Nicola Ravera Rafele - Nubifragio (2026)
L’isola appare all’improvviso, un taglio di roccia nera dopo quattro ore di celeste compatto, odore di nafta e rollio. La luce scivola sull’acqua come su carta lucida, quando Marta e Gerry, una coppia di quarantenni con una figlia di due anni, si mischiano alla folla di vacanzieri scalpitanti.
La settimana perfetta che attendono da un anno sta per cominciare.
Attorno a loro si crea una piccola comunità: gli amici Lorenza e Giovanni, Blu, la scontrosa figlia di lui, un celebre architetto vanesio e una donna misteriosa venuta sull’isola con un progetto preciso.
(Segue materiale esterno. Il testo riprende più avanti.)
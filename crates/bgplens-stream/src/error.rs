use std::fmt;

/// Result type for bgplens-stream operations
pub type Result<T> = std::result::Result<T, Error>;

/// Error types that can occur in the session layer
#[derive(Debug)]
pub enum Error {
    /// Backend layer error
    Backend(bgplens_backends::Error),

    /// A session cannot start without at least one time window
    NoWindow,

    /// An option handle resolved for one data interface was applied while
    /// another was active
    OptionMismatch {
        expected: &'static str,
        got: &'static str,
    },

    /// Operation attempted in the wrong lifecycle state
    InvalidState {
        operation: &'static str,
        state: &'static str,
    },
}

impl fmt::Display for Error {
    fn fmt(&self, f: &mut fmt::Formatter<'_>) -> fmt::Result {
        match self {
            Error::Backend(err) => write!(f, "{}", err),
            Error::NoWindow => {
                write!(f, "At least one time window must be specified using -w")
            }
            Error::OptionMismatch { expected, got } => write!(
                f,
                "Option belongs to data interface '{}' but '{}' is active",
                expected, got
            ),
            Error::InvalidState { operation, state } => {
                write!(f, "Cannot {} while the session is {}", operation, state)
            }
        }
    }
}

impl std::error::Error for Error {
    fn source(&self) -> Option<&(dyn std::error::Error + 'static)> {
        match self {
            Error::Backend(err) => Some(err),
            _ => None,
        }
    }
}

impl From<bgplens_backends::Error> for Error {
    fn from(err: bgplens_backends::Error) -> Self {
        Error::Backend(err)
    }
}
Sono allegri e fatui, perfettamente a proprio agio nella scia di chiacchiere futili e battute, improvvise malinconie e primi bilanci esistenziali. Ma un senso di disastro imminente sembra aleggiare sulle loro teste, è lo spirito di questo tempo inquieto: si ride mentre il mondo affonda.
Tra una chiacchiera e l’altra però il cielo si fa scuro, il vento si alza e, quando la montagna inizia a crollare, il disastro metaforico prende dei contorni terribilmente reali.